## INFORMATION SUPPLIED
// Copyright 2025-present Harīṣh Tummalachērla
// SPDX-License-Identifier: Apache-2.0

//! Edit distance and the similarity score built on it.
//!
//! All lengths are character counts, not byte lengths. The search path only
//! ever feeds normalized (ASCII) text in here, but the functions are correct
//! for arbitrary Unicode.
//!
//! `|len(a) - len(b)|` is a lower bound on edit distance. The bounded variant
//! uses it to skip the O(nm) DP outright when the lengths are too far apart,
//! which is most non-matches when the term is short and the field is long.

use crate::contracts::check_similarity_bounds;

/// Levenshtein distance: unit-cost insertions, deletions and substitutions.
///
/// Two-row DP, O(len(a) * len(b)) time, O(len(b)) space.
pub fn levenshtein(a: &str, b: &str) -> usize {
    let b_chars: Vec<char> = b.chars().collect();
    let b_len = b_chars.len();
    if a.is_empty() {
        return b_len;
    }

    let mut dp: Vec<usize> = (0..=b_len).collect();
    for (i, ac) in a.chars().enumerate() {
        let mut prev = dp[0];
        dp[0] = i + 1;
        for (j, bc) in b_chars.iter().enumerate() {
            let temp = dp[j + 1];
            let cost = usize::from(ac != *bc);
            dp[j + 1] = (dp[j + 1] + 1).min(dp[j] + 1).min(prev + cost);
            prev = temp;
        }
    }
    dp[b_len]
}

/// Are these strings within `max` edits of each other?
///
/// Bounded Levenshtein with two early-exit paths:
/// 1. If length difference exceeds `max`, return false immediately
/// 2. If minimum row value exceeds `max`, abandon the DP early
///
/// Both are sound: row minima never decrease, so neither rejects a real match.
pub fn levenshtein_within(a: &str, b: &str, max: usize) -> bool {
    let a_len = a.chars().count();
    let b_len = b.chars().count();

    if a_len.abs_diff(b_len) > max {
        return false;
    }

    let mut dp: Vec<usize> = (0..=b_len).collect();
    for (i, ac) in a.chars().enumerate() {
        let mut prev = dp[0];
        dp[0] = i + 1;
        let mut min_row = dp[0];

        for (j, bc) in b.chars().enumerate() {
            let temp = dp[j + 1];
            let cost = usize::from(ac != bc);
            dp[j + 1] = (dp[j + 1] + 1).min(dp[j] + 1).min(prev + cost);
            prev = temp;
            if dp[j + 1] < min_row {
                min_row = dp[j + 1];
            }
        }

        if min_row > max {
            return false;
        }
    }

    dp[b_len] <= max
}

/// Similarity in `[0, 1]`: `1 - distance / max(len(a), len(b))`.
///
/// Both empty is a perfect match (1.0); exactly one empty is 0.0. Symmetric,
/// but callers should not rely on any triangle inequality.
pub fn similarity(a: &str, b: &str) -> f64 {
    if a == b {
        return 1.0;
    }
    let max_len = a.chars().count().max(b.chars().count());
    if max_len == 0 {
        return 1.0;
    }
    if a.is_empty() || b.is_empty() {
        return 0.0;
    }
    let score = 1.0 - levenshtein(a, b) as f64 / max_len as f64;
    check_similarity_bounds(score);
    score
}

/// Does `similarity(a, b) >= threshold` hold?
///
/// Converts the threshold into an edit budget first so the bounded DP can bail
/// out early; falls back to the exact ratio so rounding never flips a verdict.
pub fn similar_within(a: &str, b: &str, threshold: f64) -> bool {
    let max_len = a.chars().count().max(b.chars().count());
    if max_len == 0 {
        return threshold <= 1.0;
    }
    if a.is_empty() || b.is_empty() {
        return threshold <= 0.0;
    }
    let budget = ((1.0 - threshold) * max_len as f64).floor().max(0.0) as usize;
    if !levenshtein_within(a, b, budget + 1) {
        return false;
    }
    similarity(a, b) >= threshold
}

--

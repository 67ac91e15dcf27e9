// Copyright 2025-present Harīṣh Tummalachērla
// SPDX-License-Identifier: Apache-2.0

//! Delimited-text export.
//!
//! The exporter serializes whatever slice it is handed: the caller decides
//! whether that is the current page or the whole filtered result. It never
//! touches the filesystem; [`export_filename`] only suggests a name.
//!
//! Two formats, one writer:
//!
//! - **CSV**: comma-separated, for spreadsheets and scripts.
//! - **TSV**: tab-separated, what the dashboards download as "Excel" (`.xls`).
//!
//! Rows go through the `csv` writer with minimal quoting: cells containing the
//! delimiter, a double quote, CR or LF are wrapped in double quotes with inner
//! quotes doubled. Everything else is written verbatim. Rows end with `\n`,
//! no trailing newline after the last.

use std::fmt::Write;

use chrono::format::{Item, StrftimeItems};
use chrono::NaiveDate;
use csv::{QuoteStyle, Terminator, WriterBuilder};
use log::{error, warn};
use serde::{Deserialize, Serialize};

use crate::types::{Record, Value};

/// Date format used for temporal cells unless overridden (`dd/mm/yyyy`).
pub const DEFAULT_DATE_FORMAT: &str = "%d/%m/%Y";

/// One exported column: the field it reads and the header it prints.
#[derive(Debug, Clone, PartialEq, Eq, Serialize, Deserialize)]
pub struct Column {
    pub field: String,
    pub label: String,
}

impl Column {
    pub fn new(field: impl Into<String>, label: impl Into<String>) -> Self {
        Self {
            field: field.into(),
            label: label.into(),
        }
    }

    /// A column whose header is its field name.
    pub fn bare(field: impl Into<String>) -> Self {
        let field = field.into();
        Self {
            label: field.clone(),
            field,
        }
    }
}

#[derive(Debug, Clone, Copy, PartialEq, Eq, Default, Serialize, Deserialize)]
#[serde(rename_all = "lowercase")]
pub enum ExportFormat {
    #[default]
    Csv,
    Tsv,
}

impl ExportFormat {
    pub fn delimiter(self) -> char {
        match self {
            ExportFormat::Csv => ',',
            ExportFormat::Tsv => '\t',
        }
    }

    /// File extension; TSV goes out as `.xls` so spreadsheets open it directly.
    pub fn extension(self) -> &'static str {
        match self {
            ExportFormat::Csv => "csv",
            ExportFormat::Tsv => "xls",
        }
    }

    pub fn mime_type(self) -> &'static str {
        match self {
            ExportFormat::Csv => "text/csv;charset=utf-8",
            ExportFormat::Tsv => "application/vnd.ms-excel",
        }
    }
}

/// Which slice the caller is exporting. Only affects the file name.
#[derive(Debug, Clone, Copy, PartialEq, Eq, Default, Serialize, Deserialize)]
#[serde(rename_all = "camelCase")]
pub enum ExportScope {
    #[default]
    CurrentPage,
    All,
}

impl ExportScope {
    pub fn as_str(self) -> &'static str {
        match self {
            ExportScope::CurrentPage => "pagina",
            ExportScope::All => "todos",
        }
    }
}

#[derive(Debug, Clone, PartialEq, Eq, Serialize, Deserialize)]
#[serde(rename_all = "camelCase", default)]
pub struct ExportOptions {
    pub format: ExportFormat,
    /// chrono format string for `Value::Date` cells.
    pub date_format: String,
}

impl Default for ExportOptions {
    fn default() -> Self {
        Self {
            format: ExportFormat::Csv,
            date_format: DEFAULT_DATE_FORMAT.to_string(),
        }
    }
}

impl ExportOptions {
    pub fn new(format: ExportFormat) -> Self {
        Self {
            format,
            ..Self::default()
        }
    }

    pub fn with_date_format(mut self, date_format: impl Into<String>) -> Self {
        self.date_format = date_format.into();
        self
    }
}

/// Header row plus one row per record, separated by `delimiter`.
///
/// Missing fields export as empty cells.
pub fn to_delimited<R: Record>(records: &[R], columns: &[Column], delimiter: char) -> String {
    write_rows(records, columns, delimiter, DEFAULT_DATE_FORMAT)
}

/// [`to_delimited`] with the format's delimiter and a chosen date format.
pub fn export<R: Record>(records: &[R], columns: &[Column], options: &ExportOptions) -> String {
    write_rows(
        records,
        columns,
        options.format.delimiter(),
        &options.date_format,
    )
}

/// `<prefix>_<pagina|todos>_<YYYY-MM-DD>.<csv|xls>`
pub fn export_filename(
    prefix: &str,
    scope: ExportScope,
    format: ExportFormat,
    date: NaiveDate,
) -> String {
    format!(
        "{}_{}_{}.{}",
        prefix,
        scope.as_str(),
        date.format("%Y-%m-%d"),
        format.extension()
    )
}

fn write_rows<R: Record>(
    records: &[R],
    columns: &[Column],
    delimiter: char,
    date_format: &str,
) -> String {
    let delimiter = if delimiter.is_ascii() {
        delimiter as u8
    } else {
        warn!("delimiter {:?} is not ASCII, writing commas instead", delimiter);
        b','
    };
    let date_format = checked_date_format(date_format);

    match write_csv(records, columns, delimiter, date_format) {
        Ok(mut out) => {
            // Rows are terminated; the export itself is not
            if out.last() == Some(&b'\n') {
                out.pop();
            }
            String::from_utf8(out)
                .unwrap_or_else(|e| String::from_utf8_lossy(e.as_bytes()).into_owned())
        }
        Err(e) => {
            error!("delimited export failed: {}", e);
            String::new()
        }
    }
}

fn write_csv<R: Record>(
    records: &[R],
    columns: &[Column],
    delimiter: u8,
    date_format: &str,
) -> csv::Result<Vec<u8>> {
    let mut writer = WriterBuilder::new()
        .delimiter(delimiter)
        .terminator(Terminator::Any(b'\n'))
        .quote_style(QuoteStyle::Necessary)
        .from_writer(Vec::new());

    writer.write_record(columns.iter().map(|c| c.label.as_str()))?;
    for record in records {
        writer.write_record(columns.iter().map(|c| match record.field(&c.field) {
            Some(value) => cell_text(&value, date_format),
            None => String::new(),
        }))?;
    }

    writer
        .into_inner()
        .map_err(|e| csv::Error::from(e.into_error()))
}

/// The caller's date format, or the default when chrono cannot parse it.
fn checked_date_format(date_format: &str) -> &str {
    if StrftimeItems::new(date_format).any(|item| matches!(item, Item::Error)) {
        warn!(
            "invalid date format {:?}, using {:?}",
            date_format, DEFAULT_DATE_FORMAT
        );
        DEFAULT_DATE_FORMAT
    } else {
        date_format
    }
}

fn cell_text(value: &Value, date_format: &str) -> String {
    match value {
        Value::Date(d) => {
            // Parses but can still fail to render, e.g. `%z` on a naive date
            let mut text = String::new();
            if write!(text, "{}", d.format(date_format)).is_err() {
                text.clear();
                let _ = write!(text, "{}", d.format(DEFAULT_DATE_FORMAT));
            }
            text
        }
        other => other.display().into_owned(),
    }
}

--

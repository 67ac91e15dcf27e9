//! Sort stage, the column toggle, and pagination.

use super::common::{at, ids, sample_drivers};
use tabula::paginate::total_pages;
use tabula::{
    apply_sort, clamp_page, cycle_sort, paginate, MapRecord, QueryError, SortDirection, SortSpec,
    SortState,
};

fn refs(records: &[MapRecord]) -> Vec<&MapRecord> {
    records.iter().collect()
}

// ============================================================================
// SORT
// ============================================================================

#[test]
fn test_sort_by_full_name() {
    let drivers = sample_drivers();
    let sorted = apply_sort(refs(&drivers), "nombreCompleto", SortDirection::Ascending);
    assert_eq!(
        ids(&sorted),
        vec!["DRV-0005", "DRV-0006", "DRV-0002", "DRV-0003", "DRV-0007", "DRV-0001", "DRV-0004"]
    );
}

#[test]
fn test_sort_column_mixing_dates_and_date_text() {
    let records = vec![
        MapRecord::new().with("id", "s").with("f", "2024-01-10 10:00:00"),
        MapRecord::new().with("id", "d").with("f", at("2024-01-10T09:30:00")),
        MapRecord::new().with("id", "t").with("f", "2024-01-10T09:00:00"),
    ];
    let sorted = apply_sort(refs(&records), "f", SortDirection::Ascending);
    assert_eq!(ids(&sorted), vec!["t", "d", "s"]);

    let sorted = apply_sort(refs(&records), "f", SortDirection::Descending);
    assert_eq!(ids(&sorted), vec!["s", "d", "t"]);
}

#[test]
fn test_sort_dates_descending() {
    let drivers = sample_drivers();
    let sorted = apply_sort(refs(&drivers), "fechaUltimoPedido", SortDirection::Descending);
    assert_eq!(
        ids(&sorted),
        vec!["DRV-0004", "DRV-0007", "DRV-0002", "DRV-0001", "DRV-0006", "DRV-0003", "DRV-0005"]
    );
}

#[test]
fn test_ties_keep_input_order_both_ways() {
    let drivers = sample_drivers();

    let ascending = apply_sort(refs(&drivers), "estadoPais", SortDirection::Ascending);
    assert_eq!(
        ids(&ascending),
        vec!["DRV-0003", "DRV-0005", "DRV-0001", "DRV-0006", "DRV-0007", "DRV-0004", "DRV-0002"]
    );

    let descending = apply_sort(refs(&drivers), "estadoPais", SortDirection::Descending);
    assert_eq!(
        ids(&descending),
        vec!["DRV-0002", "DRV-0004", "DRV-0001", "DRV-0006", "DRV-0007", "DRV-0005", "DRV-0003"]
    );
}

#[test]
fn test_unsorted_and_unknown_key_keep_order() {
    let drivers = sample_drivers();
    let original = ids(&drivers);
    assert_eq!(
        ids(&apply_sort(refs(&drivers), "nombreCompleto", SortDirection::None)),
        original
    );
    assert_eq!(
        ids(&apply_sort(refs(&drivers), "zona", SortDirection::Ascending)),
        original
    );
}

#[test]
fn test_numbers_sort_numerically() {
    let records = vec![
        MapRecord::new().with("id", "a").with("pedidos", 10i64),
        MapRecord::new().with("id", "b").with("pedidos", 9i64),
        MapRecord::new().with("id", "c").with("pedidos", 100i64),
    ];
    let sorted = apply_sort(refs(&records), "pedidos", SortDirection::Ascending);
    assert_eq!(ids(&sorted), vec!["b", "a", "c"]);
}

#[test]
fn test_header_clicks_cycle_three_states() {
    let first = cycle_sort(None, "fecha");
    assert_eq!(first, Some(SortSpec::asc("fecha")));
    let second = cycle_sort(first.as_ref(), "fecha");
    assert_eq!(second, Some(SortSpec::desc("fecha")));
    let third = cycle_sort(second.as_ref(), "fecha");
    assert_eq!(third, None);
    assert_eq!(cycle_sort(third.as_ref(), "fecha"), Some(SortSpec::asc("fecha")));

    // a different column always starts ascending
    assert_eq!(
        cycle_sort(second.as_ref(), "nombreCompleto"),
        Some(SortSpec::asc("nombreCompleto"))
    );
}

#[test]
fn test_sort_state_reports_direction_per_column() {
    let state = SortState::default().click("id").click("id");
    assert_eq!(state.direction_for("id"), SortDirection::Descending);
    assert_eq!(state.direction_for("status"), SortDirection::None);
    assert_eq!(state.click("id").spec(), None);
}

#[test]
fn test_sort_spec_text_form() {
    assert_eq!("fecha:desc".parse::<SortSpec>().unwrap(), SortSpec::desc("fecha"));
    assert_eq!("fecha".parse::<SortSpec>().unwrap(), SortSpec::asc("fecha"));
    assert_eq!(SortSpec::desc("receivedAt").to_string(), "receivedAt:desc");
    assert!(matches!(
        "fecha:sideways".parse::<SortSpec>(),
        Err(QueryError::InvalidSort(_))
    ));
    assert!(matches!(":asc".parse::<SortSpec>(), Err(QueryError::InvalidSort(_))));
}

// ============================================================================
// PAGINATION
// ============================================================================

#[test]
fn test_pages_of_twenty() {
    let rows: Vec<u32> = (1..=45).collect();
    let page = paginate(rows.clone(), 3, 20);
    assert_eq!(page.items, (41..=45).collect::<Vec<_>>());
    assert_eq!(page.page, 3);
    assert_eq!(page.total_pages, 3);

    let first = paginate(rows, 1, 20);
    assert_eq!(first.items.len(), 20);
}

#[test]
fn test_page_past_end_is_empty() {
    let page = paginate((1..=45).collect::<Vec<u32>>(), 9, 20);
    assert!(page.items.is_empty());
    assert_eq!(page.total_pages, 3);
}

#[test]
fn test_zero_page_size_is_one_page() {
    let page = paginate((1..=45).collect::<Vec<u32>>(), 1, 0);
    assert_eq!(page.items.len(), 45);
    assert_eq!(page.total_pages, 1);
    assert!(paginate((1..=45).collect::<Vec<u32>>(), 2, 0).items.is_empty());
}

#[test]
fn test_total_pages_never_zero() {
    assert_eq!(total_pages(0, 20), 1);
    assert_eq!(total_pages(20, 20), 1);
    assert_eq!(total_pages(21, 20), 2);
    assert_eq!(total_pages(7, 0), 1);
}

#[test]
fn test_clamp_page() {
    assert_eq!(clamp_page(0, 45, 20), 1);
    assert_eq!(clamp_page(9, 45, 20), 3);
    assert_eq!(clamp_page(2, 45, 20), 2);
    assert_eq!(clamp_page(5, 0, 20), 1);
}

## EXERCISE PROMPT
Select every line in the records above that contains the word "false".

## WRITTEN REPLY
/// 1. If length difference exceeds `max`, return false immediately
        return false;
            return false;
        return false;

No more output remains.